Giorno 10. Felicità

Sono le 00.48, sono seduto in un autobus surriscaldato che viaggia nella notte coreana verso il Media Village. Ho le cuffie e ascolto Amanda Lear dei Baustelle (non lo avevo ancora fatto!!! Questo mi dà l'esatta misura della mia alienazione di questi giorni dall'altra parte del mondo) e sento tutta l'allegria assurda di chi in mezzo a una tempesta non trova di meglio che fischiettare una canzonetta. Mi sento un po' una specie di Baudelaire de noartri e un po' un compagno di cella del Conte di Montecristo, che però ha deciso di accettate il destino dello Chateau d'If. Ma la verità è che non mi sento niente, e credo che sia questo a darmi questa sensazione di leggerezza e di vaga euforia, mentre fuori la realtà cade a pezzi come in videogioco di Harun Farocki. Saranno i Baustelle, o la vertigine della stanchezza senza posa di queste settimane coreane. Saranno i ricordi di altre vite (le vite degli altri), o il sollievo della catastrofe: dopo tutto il terrore vissuto temendola, finalmente è arrivata e in ogni caso è un passo (eh, ve lo aspettate che adesso torni a parlare dell'incubo nucleare, vero? Ma non lo farò, mi limiterò a pensare che qui nella Penisola coreana al tempo di Kim Jong-un è probabile che io abbia raggiunto il punto della mia vita più vicino alla sublime - in quanto incommensurabile - sequenza ordine-lancio-esplosione, che tante volte mi sono figurato tra il 1978 e oggi. Bellissimo).

Vola in cielo un aeroplano
Io ti amo e non ti penso mai

Invece ho mentito, ne parlo.
Penso spesso ai campi del Midwest americano nei quali sono interrati i silos che contengono i missili balistici intercontinentali. Penso spesso al momento irripetibile in cui, uno a uno, si aprono come bocche oscene dalle quali fuoriesce la bellezza assoluta dei razzi della Distruzione Totale, che poi si alzano in cielo disegnando le ultime costellazioni, l'ultimo e definitivo capolavoro del genio umano, così perfetto da non potergli sopravvivere. Penso alla famiglia di farmer che li vede da vicino e che si mette a danzare, tutti abbracciati, per festeggiare il Giorno. Il Gran Giorno. E la loro danza non può essere definita se non come felice.

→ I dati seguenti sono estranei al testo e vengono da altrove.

//! Nested selector and media-query joining.

use css_tree::value::literal_text;
use css_tree::{
    EvalError, EvalResult, MediaQuery, MediaQueryList, Node, NodeKind, Selector, SelectorList,
};

/// Join `list` against the ancestor selectors.
///
/// Every ancestor is combined with every selector, ancestors outermost. `&`
/// stands for the ancestor; without it the two are joined by a descendant
/// combinator, or by the selector's own leading combinator. The unjoined
/// selectors are kept as `original`.
///
/// # Errors
/// Returns a structure error for `&` or a leading combinator at the top level,
/// and for `&suffix` when the ancestor does not end in a class, id or type.
pub fn join_selectors(
    ancestor: Option<&SelectorList>,
    mut list: SelectorList,
) -> EvalResult<SelectorList> {
    let Some(ancestor) = ancestor else {
        for selector in &list.selectors {
            check_top_level(selector)?;
        }
        return Ok(list);
    };

    let original = list.selectors.clone();
    let mut joined = Vec::with_capacity(ancestor.selectors.len().saturating_mul(original.len()));
    for ancestor_selector in &ancestor.selectors {
        for selector in &original {
            joined.push(join_one(ancestor_selector, selector)?);
        }
    }
    list.selectors = joined;
    list.original = Some(original);
    Ok(list)
}

fn check_top_level(selector: &Selector) -> EvalResult<()> {
    if let Some(first) = selector.parts.first()
        && first.is_combinator()
    {
        return Err(EvalError::structure(
            "selector starting with a combinator is not allowed at the top level",
            &first.loc,
        ));
    }
    if let Some(ampersand) = selector
        .parts
        .iter()
        .find(|part| matches!(part.kind, NodeKind::AmpersandSelector(_)))
    {
        return Err(EvalError::structure(
            "& selector is not allowed at the top level",
            &ampersand.loc,
        ));
    }
    Ok(())
}

fn join_one(ancestor: &Selector, selector: &Selector) -> EvalResult<Selector> {
    let has_ampersand = selector
        .parts
        .iter()
        .any(|part| matches!(part.kind, NodeKind::AmpersandSelector(_)));

    let mut parts = Vec::new();
    if has_ampersand {
        for part in &selector.parts {
            match &part.kind {
                NodeKind::AmpersandSelector(None) => parts.extend(ancestor.parts.iter().cloned()),
                NodeKind::AmpersandSelector(Some(suffix)) => {
                    parts.extend(append_suffix(ancestor, suffix, part)?);
                }
                _ => parts.push(part.clone()),
            }
        }
    } else {
        parts.extend(ancestor.parts.iter().cloned());
        if !selector.starts_with_combinator() {
            parts.push(Node::new(
                NodeKind::Combinator(" ".to_owned()),
                selector.loc.clone(),
            ));
        }
        parts.extend(selector.parts.iter().cloned());
    }
    Ok(Selector::new(parts, selector.loc.clone()))
}

/// `&-suffix`: the ancestor with the suffix glued onto its last simple selector.
fn append_suffix(ancestor: &Selector, suffix: &Node, ampersand: &Node) -> EvalResult<Vec<Node>> {
    let mut parts = ancestor.parts.clone();
    let Some(last) = parts.last_mut() else {
        return Ok(parts);
    };
    let appended = literal_text(suffix).unwrap_or_default();
    let kind_name = last.type_name();
    match &mut last.kind {
        NodeKind::ClassSelector(name)
        | NodeKind::HashSelector(name)
        | NodeKind::TypeSelector(name) => {
            let text = literal_text(name).unwrap_or_default();
            let loc = name.loc.clone();
            **name = Node::ident(&format!("{text}{appended}"), loc);
            Ok(parts)
        }
        _ => Err(EvalError::structure(
            format!("appending to {kind_name} is not allowed"),
            &ampersand.loc,
        )),
    }
}

/// Join `list` against the ancestor media queries with `and`.
pub fn join_media(ancestor: Option<&MediaQueryList>, list: MediaQueryList) -> MediaQueryList {
    let Some(ancestor) = ancestor else {
        return list;
    };
    let mut queries = Vec::with_capacity(ancestor.queries.len().saturating_mul(list.queries.len()));
    for outer in &ancestor.queries {
        for inner in &list.queries {
            let mut parts = outer.parts.clone();
            parts.push(Node::new(
                NodeKind::MediaKeyword("and".to_owned()),
                inner.loc.clone(),
            ));
            parts.extend(inner.parts.iter().cloned());
            queries.push(MediaQuery::new(parts, inner.loc.clone()));
        }
    }
    MediaQueryList::new(queries, list.loc)
}
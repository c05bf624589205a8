//! Configuration for the arena core

use std::time::Duration;

/// Main configuration shared by the processors, the registry and the router
#[derive(Debug, Clone)]
pub struct ArenaConfig {
    /// Outbound queue length per connection
    pub outbound_capacity: usize,

    /// How long a single delivery may wait for queue space (in milliseconds)
    /// before the connection is considered dead
    pub delivery_timeout_ms: u64,

    /// Maximum number of players per duel (None = unlimited)
    pub max_players: Option<usize>,
}

impl Default for ArenaConfig {
    fn default() -> Self {
        Self {
            outbound_capacity: 64,
            delivery_timeout_ms: 1000,
            max_players: Some(8),
        }
    }
}

impl ArenaConfig {
    /// Create a new configuration with default values
    pub fn new() -> Self {
        Self::default()
    }

    /// Set the outbound queue length per connection (at least 1)
    pub fn with_outbound_capacity(mut self, capacity: usize) -> Self {
        self.outbound_capacity = capacity.max(1);
        self
    }

    /// Set the per-delivery timeout in milliseconds
    pub fn with_delivery_timeout_ms(mut self, timeout_ms: u64) -> Self {
        self.delivery_timeout_ms = timeout_ms;
        self
    }

    /// Set the maximum number of players per duel
    pub fn with_max_players(mut self, max_players: Option<usize>) -> Self {
        self.max_players = max_players;
        self
    }

    pub fn delivery_timeout(&self) -> Duration {
        Duration::from_millis(self.delivery_timeout_ms)
    }
}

Gravi stati di allucinazione
Mentre passa l'ultima canzone
All'Eurofestival
E il nostro amore è ai titoli di coda

Ora sono le 2.49, sono seduto sul letto della mia stanza e non ho più la forza di rimettere insieme i pezzi della giornata. Però mi ricordo di Sofia Goggia che è venuta a Casa Italia dopo il pazzesco Oro nella discesa libera e che si è rivelata una persona più interessante di come forse lei stessa tende a dipingersi. Mi è sembrata vera, e sotto la felicità della medaglia (stessa cosa che si vede evidentemente con Arianna Fontana, l’altra superstar di questa spedizione olimpica italiana) si trovano delle belle tracce grosse di una consapevolezza triste e di un fondo di insoluto che neppure le medaglie più splendenti riescono a nascondere. Si chiama vita, penso, ma scrivere certe frasi a quest’ora della notte è sempre una inutile imprudenza, quasi un atto di spacconeria. 
Prima di dormire penserò a David Foster Wallace, oggi qualcuno ha scritto che è il giorno del suo compleanno. Sarebbe stato bello coprire queste Olimpiadi insieme a lui, me lo immagino seduto scomodo e sudato nelle postazioni della sala stampa a battere furiosamente sui tasti e a emettere grandi sospiri senza apparente motivo. Una bottiglia di Coca-Cola sempre sul tavolo e un paio di snack in tasca. La mattina ci salutiamo con un cenno, poi, a mano a mano che i giorni passano, anche qualche pacca sulla spalla. Prima che tutto finisca e ci si perda di vista, senza neppure riuscire a scambiarci quel saluto e quei contatti come tante volte avevamo pensato di fare, ma il tempo correva troppo in fretta. Come sempre. Pazienza David, sarà per un’altra volta.

Che cos’è la vita senza
una dose di qualcosa, una dipendenza.